Prompt:
For the material that follows, list every line containing the word "const".

Records supplied:

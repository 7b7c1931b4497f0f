//! HTTP implementation of the data service.
//!
//! Every operation is a JSON `POST` to one remote function under the
//! configured base URL, authenticated with a bearer token.

use super::wire::{
    AdminDataRequest, MutationAck, OrdersResponse, PeriodQuery, ProductActionBody,
    ProductsResponse, RawOrder, RawProduct, RawUser, RoleChangeBody, SecurityActionBody,
    SecurityOverview, UserStatusBody, UsersResponse,
};
use super::{DataService, ServiceFuture};
use crate::config::ApiConfig;
use crate::error::ConsoleError;
use reqwest::{Client, StatusCode};
use serde::de::DeserializeOwned;
use serde::Serialize;
use std::time::Duration;

const ADMIN_DATA: &str = "admin-data";
const MANAGE_USER_ROLE: &str = "manage-user-role";
const MANAGE_USER_STATUS: &str = "manage-user-status";
const PRODUCT_MANAGEMENT: &str = "admin-product-management";
const SECURITY_MANAGEMENT: &str = "security-management";

/// Data service backed by the remote functions API
#[derive(Clone)]
pub struct HttpDataService {
    client: Client,
    base_url: String,
    token: Option<String>,
}

impl std::fmt::Debug for HttpDataService {
    fn fmt(&self, f: &mut std::fmt::Formatter<'_>) -> std::fmt::Result {
        f.debug_struct("HttpDataService")
            .field("base_url", &self.base_url)
            .field("token", &self.token.as_ref().map(|_| "<redacted>"))
            .finish_non_exhaustive()
    }
}

impl HttpDataService {
    /// Build a client from configuration
    ///
    /// # Errors
    ///
    /// Returns [`ConsoleError::Network`] if the HTTP client cannot be built.
    pub fn new(config: &ApiConfig) -> Result<Self, ConsoleError> {
        let client = Client::builder()
            .timeout(Duration::from_secs(config.timeout_secs))
            .build()
            .map_err(|e| ConsoleError::network(format!("Failed to build HTTP client: {e}")))?;

        Ok(Self {
            client,
            base_url: config.base_url.trim_end_matches('/').to_string(),
            token: config.token.clone(),
        })
    }

    fn call<B, R>(&self, function: &'static str, body: B) -> ServiceFuture<R>
    where
        B: Serialize + Send + 'static,
        R: DeserializeOwned + Send + 'static,
    {
        let client = self.client.clone();
        let url = format!("{}/{function}", self.base_url);
        let token = self.token.clone();

        Box::pin(async move {
            tracing::debug!(%url, "Calling remote function");

            let mut request = client.post(&url).json(&body);
            if let Some(token) = token {
                request = request.bearer_auth(token);
            }

            let response = request
                .send()
                .await
                .map_err(|e| ConsoleError::network(format!("Request to {function} failed: {e}")))?;

            let status = response.status();
            let text = response
                .text()
                .await
                .map_err(|e| ConsoleError::network(format!("Failed to read response: {e}")))?;

            decode(function, status, &text)
        })
    }

    fn mutate<B>(&self, function: &'static str, body: B) -> ServiceFuture<()>
    where
        B: Serialize + Send + 'static,
    {
        let ack = self.call::<B, MutationAck>(function, body);
        Box::pin(async move {
            ack.await?;
            Ok(())
        })
    }
}

/// Map a remote error message and code to the console taxonomy
fn remote_error(message: String, code: Option<String>) -> ConsoleError {
    match code.as_deref() {
        Some("NOT_FOUND") => ConsoleError::NotFound(message),
        Some("FORBIDDEN" | "UNAUTHORIZED") => ConsoleError::Forbidden(message),
        Some("VALIDATION_ERROR" | "INVALID_REQUEST") => ConsoleError::Validation(message),
        _ => ConsoleError::Network { message, code },
    }
}

/// Decode a response body, honouring the `{ "error": ... }` envelope
fn decode<R: DeserializeOwned>(
    function: &str,
    status: StatusCode,
    body: &str,
) -> Result<R, ConsoleError> {
    let value: serde_json::Value = if body.trim().is_empty() {
        serde_json::Value::Object(serde_json::Map::new())
    } else {
        serde_json::from_str(body).map_err(|e| {
            ConsoleError::network_with_code(
                format!("{function} returned invalid JSON: {e}"),
                status.as_u16().to_string(),
            )
        })?
    };

    let envelope: MutationAck = serde_json::from_value(value.clone()).unwrap_or_default();

    if !status.is_success() {
        let message = envelope
            .error
            .unwrap_or_else(|| format!("{function} failed with status {status}"));
        return Err(match status {
            StatusCode::NOT_FOUND => ConsoleError::NotFound(message),
            StatusCode::FORBIDDEN | StatusCode::UNAUTHORIZED => ConsoleError::Forbidden(message),
            _ => remote_error(
                message,
                envelope.code.or_else(|| Some(status.as_u16().to_string())),
            ),
        });
    }

    if let Some(message) = envelope.error {
        return Err(remote_error(message, envelope.code));
    }

    serde_json::from_value(value)
        .map_err(|e| ConsoleError::network(format!("{function} returned an unexpected shape: {e}")))
}

impl DataService for HttpDataService {
    fn list_users(&self, period: PeriodQuery) -> ServiceFuture<Vec<RawUser>> {
        let response =
            self.call::<_, UsersResponse>(ADMIN_DATA, AdminDataRequest::UsersWithMetrics(period));
        Box::pin(async move { Ok(response.await?.users) })
    }

    fn list_products(&self, period: PeriodQuery) -> ServiceFuture<Vec<RawProduct>> {
        let response = self
            .call::<_, ProductsResponse>(ADMIN_DATA, AdminDataRequest::ProductsWithMetrics(period));
        Box::pin(async move { Ok(response.await?.products) })
    }

    fn list_orders(&self, period: PeriodQuery) -> ServiceFuture<Vec<RawOrder>> {
        let response =
            self.call::<_, OrdersResponse>(ADMIN_DATA, AdminDataRequest::OrdersList(period));
        Box::pin(async move { Ok(response.await?.orders) })
    }

    fn security_overview(&self) -> ServiceFuture<SecurityOverview> {
        self.call(ADMIN_DATA, AdminDataRequest::SecurityOverview)
    }

    fn change_role(&self, body: RoleChangeBody) -> ServiceFuture<()> {
        self.mutate(MANAGE_USER_ROLE, body)
    }

    fn update_user(&self, body: UserStatusBody) -> ServiceFuture<()> {
        self.mutate(MANAGE_USER_STATUS, body)
    }

    fn product_action(&self, body: ProductActionBody) -> ServiceFuture<()> {
        self.mutate(PRODUCT_MANAGEMENT, body)
    }

    fn security_action(&self, body: SecurityActionBody) -> ServiceFuture<()> {
        self.mutate(SECURITY_MANAGEMENT, body)
    }
}

#[cfg(test)]
mod tests {
    use super::*;

    #[test]
    fn test_error_envelope_on_success_status() {
        let result: Result<MutationAck, _> = decode(
            MANAGE_USER_ROLE,
            StatusCode::OK,
            r#"{"error":"Target not found","code":"NOT_FOUND"}"#,
        );
        assert_eq!(result.err(), Some(ConsoleError::not_found("Target not found")));
    }

    #[test]
    fn test_http_forbidden() {
        let result: Result<UsersResponse, _> =
            decode(ADMIN_DATA, StatusCode::FORBIDDEN, r#"{"error":"Owner only"}"#);
        assert!(result.is_err_and(|e| e.is_forbidden()));
    }

    #[test]
    fn test_server_error_keeps_status_as_code() {
        let result: Result<UsersResponse, _> = decode(ADMIN_DATA, StatusCode::BAD_GATEWAY, "");
        let Err(error) = result else {
            return;
        };
        assert_eq!(error.code(), Some("502"));
    }

    #[test]
    fn test_invalid_json_is_network_failure() {
        let result: Result<UsersResponse, _> = decode(ADMIN_DATA, StatusCode::OK, "<html>");
        assert!(matches!(result, Err(ConsoleError::Network { .. })));
    }

    #[test]
    fn test_empty_body_decodes_as_ack() {
        let result: Result<MutationAck, _> = decode(PRODUCT_MANAGEMENT, StatusCode::OK, "");
        assert!(result.is_ok());
    }

    #[test]
    fn test_users_payload() {
        let body = r#"{"users":[{"user_id":"u-1","role":"seller","created_at":"2025-01-01T00:00:00Z"}]}"#;
        let result: Result<UsersResponse, _> = decode(ADMIN_DATA, StatusCode::OK, body);
        assert_eq!(result.map(|r| r.users.len()).ok(), Some(1));
    }
}
use anyhow::{Context, Result};
use chrono::Utc;

use super::ReportArgs;
use crate::core::config::BotConfig;
use crate::core::ledger::{CheckInStore, Ledger, SubjectFilter};
use crate::core::terminal::{print_report, print_warn};
use crate::core::worktime::summarize_day;

/// Summarize one day straight from the ledger file, without Slack.
pub async fn run_report(args: ReportArgs) -> Result<()> {
    let config = BotConfig::load(&args.config)?;
    let zone = config.zone()?;
    let db_path = &config.storage.db_path;
    if !db_path.exists() {
        print_warn(&format!("No ledger at {}", db_path.display()));
        return Ok(());
    }

    let ledger = Ledger::open(db_path)
        .await
        .with_context(|| format!("opening ledger at {}", db_path.display()))?;
    let date = args.date.unwrap_or_else(|| zone.today(Utc::now()));
    let events = ledger
        .query(
            SubjectFilter::from(args.subject.as_deref()),
            zone.day_bounds(date),
        )
        .await?;
    let summaries = summarize_day(date, &events, &config.report.tracked_subjects);
    print_report(date, &summaries, zone, config.report.history_limit);
    Ok(())
}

Finished exercise:
const ADMIN_DATA: &str = "admin-data";
const MANAGE_USER_ROLE: &str = "manage-user-role";
const MANAGE_USER_STATUS: &str = "manage-user-status";
const PRODUCT_MANAGEMENT: &str = "admin-product-management";
const SECURITY_MANAGEMENT: &str = "security-management";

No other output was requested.